The lifeless bird was still embedded in the aircraft upon landing


An American Airlines plane landed with an unfortunate bird stuck in its nose cone on Tuesday.

The flight from Mexico City was coming into land at Miami International Airport at around 11am local time on Tuesday when the bird smashed into the plane's radome, the nose cone that protects the aircraft's radar system.

See also: Bird strike leaves hole in wing of Southwest Airlines plane

See also: Hole in plane after bird strike at Heathrow Airport

The flight managed to land safely and taxied to the gate. Animal experts were then called to remove the bird from the plane, reports the Daily Mail.

A number of photos were taken and shared online of the bird embedded in the plane before it was removed.

According to Fox News, a statement said: "The flight landed safely and taxied to the gate. The aircraft was taken out of service, and our maintenance team repaired the radome.

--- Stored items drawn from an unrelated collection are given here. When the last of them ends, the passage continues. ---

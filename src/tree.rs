//! Histogram-binned CART trees shared by both ensembles
//!
//! Features are quantised once into at most [`MAX_BINS`] ordered bins. Split
//! search scans bin histograms, and a fitted split is stored as a raw
//! threshold (`x <= threshold` goes left), so prediction needs no binning.

use ndarray::{ArrayView1, ArrayView2};
use rand::Rng;
use serde::{Deserialize, Serialize};

pub const MAX_BINS: usize = 64;

/// Splits must reduce impurity by more than this
const MIN_DECREASE: f64 = 1e-12;

/// Column-major bin codes for a feature matrix
#[derive(Debug, Clone)]
pub struct BinnedMatrix {
    bins: Vec<Vec<u8>>,
    thresholds: Vec<Vec<f64>>,
    n_rows: usize,
}

impl BinnedMatrix {
    pub fn new(x: ArrayView2<f64>) -> Self {
        let n_rows = x.nrows();
        let mut bins = Vec::with_capacity(x.ncols());
        let mut thresholds = Vec::with_capacity(x.ncols());

        for column in x.columns() {
            let edges = bin_edges(column);
            let codes = column
                .iter()
                .map(|&v| edges.partition_point(|&t| t < v) as u8)
                .collect();
            bins.push(codes);
            thresholds.push(edges);
        }

        Self {
            bins,
            thresholds,
            n_rows,
        }
    }

    pub fn n_rows(&self) -> usize {
        self.n_rows
    }

    pub fn n_features(&self) -> usize {
        self.bins.len()
    }

    fn n_bins(&self, feature: usize) -> usize {
        self.thresholds[feature].len() + 1
    }
}

/// Upper edges between bins: midpoints of adjacent distinct values, or of
/// evenly spaced quantiles when there are more distinct values than bins.
fn bin_edges(column: ArrayView1<f64>) -> Vec<f64> {
    let mut unique: Vec<f64> = column.iter().copied().filter(|v| v.is_finite()).collect();
    unique.sort_by(f64::total_cmp);
    unique.dedup();

    if unique.len() <= 1 {
        return Vec::new();
    }

    if unique.len() <= MAX_BINS {
        return unique.windows(2).map(|w| (w[0] + w[1]) / 2.0).collect();
    }

    let mut edges: Vec<f64> = (1..MAX_BINS)
        .map(|k| {
            let idx = k * unique.len() / MAX_BINS;
            (unique[idx - 1] + unique[idx]) / 2.0
        })
        .collect();
    edges.dedup();
    edges
}

#[derive(Debug, Clone, PartialEq, Serialize, Deserialize)]
pub enum Node {
    Split {
        feature: usize,
        threshold: f64,
        left: usize,
        right: usize,
    },
    Leaf {
        value: Vec<f64>,
    },
}

/// Flat node arena; the root is node 0
#[derive(Debug, Clone, PartialEq, Serialize, Deserialize)]
pub struct DecisionTree {
    nodes: Vec<Node>,
}

impl DecisionTree {
    /// Leaf value reached by `row`
    pub fn predict_row(&self, row: ArrayView1<f64>) -> &[f64] {
        let mut index = 0;
        loop {
            match &self.nodes[index] {
                Node::Split {
                    feature,
                    threshold,
                    left,
                    right,
                } => {
                    index = if row[*feature] <= *threshold {
                        *left
                    } else {
                        *right
                    };
                }
                Node::Leaf { value } => return value,
            }
        }
    }

    pub fn n_nodes(&self) -> usize {
        self.nodes.len()
    }

    pub fn n_leaves(&self) -> usize {
        self.nodes
            .iter()
            .filter(|n| matches!(n, Node::Leaf { .. }))
            .count()
    }

    pub fn depth(&self) -> usize {
        fn walk(nodes: &[Node], index: usize) -> usize {
            match &nodes[index] {
                Node::Split { left, right, .. } => 1 + walk(nodes, *left).max(walk(nodes, *right)),
                Node::Leaf { .. } => 0,
            }
        }
        walk(&self.nodes, 0)
    }
}

#[derive(Debug, Clone, Copy, PartialEq, Eq)]
pub struct TreeParams {
    pub max_depth: usize,
    pub min_samples_split: usize,
    /// Candidate features drawn per node; `None` uses every feature
    pub max_features: Option<usize>,
}

/// What a split tries to separate
#[derive(Debug, Clone, Copy)]
pub enum SplitTarget<'a> {
    /// Weighted Gini impurity over class indices
    Classes {
        labels: &'a [usize],
        weights: &'a [f64],
        n_classes: usize,
    },
    /// Squared error of real-valued residuals
    Residuals { residuals: &'a [f64] },
}

impl SplitTarget<'_> {
    fn width(&self) -> usize {
        match self {
            SplitTarget::Classes { n_classes, .. } => *n_classes,
            SplitTarget::Residuals { .. } => 2,
        }
    }

    fn accumulate(&self, row: usize, stats: &mut [f64]) {
        match self {
            SplitTarget::Classes {
                labels, weights, ..
            } => stats[labels[row]] += weights[row],
            SplitTarget::Residuals { residuals } => {
                stats[0] += 1.0;
                stats[1] += residuals[row];
            }
        }
    }

    /// Node cost; lower is purer. Impurity decrease is parent minus children.
    fn cost(&self, stats: &[f64]) -> f64 {
        match self {
            SplitTarget::Classes { .. } => {
                let total: f64 = stats.iter().sum();
                if total <= 0.0 {
                    0.0
                } else {
                    total - stats.iter().map(|c| c * c).sum::<f64>() / total
                }
            }
            SplitTarget::Residuals { .. } => {
                if stats[0] <= 0.0 {
                    0.0
                } else {
                    -(stats[1] * stats[1]) / stats[0]
                }
            }
        }
    }
}

/// A fitted tree plus the impurity decrease credited to each feature
pub struct FittedTree {
    pub tree: DecisionTree,
    pub importances: Vec<f64>,
}

struct BestSplit {
    feature: usize,
    bin: usize,
    decrease: f64,
}

struct Grower<'a, R: Rng> {
    data: &'a BinnedMatrix,
    target: SplitTarget<'a>,
    params: TreeParams,
    leaf_value: &'a dyn Fn(&[usize]) -> Vec<f64>,
    rng: &'a mut R,
    nodes: Vec<Node>,
    importances: Vec<f64>,
}

/// Grow one tree over `samples` (row indices, duplicates allowed).
///
/// `leaf_value` maps the rows that reach a leaf to the value stored there.
pub fn fit_tree<R: Rng>(
    data: &BinnedMatrix,
    target: SplitTarget<'_>,
    params: TreeParams,
    samples: Vec<usize>,
    leaf_value: &dyn Fn(&[usize]) -> Vec<f64>,
    rng: &mut R,
) -> FittedTree {
    let mut grower = Grower {
        data,
        target,
        params,
        leaf_value,
        rng,
        nodes: Vec::new(),
        importances: vec![0.0; data.n_features()],
    };
    grower.grow(samples, 0);

    FittedTree {
        tree: DecisionTree {
            nodes: grower.nodes,
        },
        importances: grower.importances,
    }
}

impl<R: Rng> Grower<'_, R> {
    fn grow(&mut self, samples: Vec<usize>, depth: usize) -> usize {
        let index = self.nodes.len();
        self.nodes.push(Node::Leaf { value: Vec::new() });

        let split = if depth < self.params.max_depth
            && samples.len() >= self.params.min_samples_split.max(2)
        {
            self.best_split(&samples)
        } else {
            None
        };

        match split {
            Some(best) => {
                self.importances[best.feature] += best.decrease;
                let codes = &self.data.bins[best.feature];
                let (left, right): (Vec<usize>, Vec<usize>) = samples
                    .into_iter()
                    .partition(|&row| usize::from(codes[row]) <= best.bin);
                let threshold = self.data.thresholds[best.feature][best.bin];

                let left = self.grow(left, depth + 1);
                let right = self.grow(right, depth + 1);
                self.nodes[index] = Node::Split {
                    feature: best.feature,
                    threshold,
                    left,
                    right,
                };
            }
            None => {
                self.nodes[index] = Node::Leaf {
                    value: (self.leaf_value)(&samples),
                };
            }
        }

        index
    }

    fn candidate_features(&mut self) -> Vec<usize> {
        let n = self.data.n_features();
        match self.params.max_features {
            Some(k) if k < n => rand::seq::index::sample(&mut *self.rng, n, k.max(1)).into_vec(),
            _ => (0..n).collect(),
        }
    }

    fn best_split(&mut self, samples: &[usize]) -> Option<BestSplit> {
        let width = self.target.width();
        let mut parent = vec![0.0; width];
        for &row in samples {
            self.target.accumulate(row, &mut parent);
        }
        let parent_cost = self.target.cost(&parent);

        let mut best: Option<BestSplit> = None;
        for feature in self.candidate_features() {
            let n_bins = self.data.n_bins(feature);
            if n_bins < 2 {
                continue;
            }

            let codes = &self.data.bins[feature];
            let mut hist = vec![0.0; n_bins * width];
            let mut counts = vec![0usize; n_bins];
            for &row in samples {
                let bin = usize::from(codes[row]);
                counts[bin] += 1;
                self.target
                    .accumulate(row, &mut hist[bin * width..(bin + 1) * width]);
            }

            let mut left = vec![0.0; width];
            let mut left_count = 0;
            for bin in 0..n_bins - 1 {
                for (acc, v) in left.iter_mut().zip(&hist[bin * width..(bin + 1) * width]) {
                    *acc += v;
                }
                left_count += counts[bin];
                if counts[bin] == 0 || left_count == 0 || left_count == samples.len() {
                    continue;
                }

                let right: Vec<f64> = parent.iter().zip(&left).map(|(p, l)| p - l).collect();
                let decrease =
                    parent_cost - self.target.cost(&left) - self.target.cost(&right);

                let improves = match &best {
                    Some(b) => decrease > b.decrease,
                    None => decrease > MIN_DECREASE,
                };
                if improves {
                    best = Some(BestSplit {
                        feature,
                        bin,
                        decrease,
                    });
                }
            }
        }

        best
    }
}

"The aircraft was repaired, and returned to scheduled service."

Bird strikes are a relatively common occurrence in aviation, with over 160,000 instances reported from 1990 to 2015. But it is unusual to see the bird still stuck in a plane on the tarmac.

Back in 2015, a Jet2 plane travelling to Manchester from Barcelona was forced to make an emergency landing at Manchester Airport after a bird was reportedly sucked into one of its engines - causing flames to appear.

Passengers on the plane described hearing banging noises and said they could see flames coming from the engine.

And, in March 2016, an Egyptair plane was left with a large hole in the nose cone after it hit a bird during landing at Heathrow Airport.

Pictures of the damage emerged online and show a rather gruesome bloody dent on the plane.